## WORK ITEM
Of the material below, the lines to be retyped are those from the line containing "filename src/optimizer/mod.rs" through the line containing "use keyevolve::geometry::KeyboardGeometry;", inclusive; reproduce them exactly.

__________

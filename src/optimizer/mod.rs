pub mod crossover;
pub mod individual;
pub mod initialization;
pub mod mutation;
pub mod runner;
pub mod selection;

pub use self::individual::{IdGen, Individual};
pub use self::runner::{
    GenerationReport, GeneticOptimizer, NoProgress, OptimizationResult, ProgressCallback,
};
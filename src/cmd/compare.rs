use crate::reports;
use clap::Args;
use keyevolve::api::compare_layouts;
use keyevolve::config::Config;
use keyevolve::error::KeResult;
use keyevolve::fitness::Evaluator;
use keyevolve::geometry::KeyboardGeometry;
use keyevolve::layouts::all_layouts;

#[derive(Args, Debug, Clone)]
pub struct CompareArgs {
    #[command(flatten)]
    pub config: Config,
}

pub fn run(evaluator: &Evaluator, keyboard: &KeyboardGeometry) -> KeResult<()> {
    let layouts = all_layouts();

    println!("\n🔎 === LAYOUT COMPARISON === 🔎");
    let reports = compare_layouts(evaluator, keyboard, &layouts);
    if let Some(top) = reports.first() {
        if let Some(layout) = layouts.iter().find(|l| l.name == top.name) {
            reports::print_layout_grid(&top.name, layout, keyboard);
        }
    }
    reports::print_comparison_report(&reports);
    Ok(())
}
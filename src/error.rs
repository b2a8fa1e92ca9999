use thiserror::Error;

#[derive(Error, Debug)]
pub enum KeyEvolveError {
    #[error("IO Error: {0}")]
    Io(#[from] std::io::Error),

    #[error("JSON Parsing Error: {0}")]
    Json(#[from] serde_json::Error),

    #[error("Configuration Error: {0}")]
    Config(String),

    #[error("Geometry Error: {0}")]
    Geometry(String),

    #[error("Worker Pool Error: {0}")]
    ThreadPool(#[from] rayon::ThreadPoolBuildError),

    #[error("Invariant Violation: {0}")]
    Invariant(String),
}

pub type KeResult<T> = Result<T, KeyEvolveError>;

__________

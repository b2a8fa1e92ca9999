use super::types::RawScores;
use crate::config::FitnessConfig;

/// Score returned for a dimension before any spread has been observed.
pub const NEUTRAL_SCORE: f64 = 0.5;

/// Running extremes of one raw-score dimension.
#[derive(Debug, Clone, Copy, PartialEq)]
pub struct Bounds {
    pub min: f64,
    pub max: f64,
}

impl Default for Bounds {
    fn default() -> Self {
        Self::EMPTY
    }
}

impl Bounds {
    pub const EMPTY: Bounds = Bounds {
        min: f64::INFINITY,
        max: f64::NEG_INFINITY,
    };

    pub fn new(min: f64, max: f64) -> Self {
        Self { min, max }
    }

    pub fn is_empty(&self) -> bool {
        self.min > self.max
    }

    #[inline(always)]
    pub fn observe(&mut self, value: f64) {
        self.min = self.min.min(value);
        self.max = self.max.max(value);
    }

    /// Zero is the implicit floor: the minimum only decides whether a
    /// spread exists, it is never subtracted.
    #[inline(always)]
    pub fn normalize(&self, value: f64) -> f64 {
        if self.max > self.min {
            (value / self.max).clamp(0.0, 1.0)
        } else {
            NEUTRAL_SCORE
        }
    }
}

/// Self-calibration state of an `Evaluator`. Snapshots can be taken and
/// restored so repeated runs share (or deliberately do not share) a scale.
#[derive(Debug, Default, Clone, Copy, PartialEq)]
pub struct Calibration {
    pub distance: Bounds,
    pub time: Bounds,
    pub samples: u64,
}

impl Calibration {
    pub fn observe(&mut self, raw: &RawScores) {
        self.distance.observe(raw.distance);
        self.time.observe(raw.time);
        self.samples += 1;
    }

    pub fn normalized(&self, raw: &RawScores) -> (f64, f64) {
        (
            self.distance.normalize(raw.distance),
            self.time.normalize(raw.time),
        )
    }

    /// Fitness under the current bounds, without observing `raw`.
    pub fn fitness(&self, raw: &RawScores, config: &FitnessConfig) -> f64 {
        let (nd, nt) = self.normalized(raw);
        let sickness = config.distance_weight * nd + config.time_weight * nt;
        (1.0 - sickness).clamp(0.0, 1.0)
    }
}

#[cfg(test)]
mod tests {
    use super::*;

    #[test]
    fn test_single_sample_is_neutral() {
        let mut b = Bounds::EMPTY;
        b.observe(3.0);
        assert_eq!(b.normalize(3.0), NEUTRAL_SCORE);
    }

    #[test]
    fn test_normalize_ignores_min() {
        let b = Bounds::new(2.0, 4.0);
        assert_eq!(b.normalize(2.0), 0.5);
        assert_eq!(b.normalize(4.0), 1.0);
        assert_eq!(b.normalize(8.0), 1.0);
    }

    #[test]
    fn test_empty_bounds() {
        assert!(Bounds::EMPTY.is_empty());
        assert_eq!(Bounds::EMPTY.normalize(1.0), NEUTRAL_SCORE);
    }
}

__________

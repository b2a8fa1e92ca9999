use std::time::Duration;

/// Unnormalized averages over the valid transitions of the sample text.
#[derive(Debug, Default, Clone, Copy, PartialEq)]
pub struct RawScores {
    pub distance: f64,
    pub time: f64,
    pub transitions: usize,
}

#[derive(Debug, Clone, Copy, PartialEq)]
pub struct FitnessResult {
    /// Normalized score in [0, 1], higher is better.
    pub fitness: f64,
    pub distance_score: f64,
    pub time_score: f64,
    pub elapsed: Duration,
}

__________

## EXPECTED ANSWER
filename src/optimizer/mod.rs
pub mod crossover;
pub mod individual;
pub mod initialization;
pub mod mutation;
pub mod runner;
pub mod selection;

pub use self::individual::{IdGen, Individual};
pub use self::runner::{
    GenerationReport, GeneticOptimizer, NoProgress, OptimizationResult, ProgressCallback,
};
filename src/cmd/compare.rs
use crate::reports;
use clap::Args;
use keyevolve::api::compare_layouts;
use keyevolve::config::Config;
use keyevolve::error::KeResult;
use keyevolve::fitness::Evaluator;
use keyevolve::geometry::KeyboardGeometry;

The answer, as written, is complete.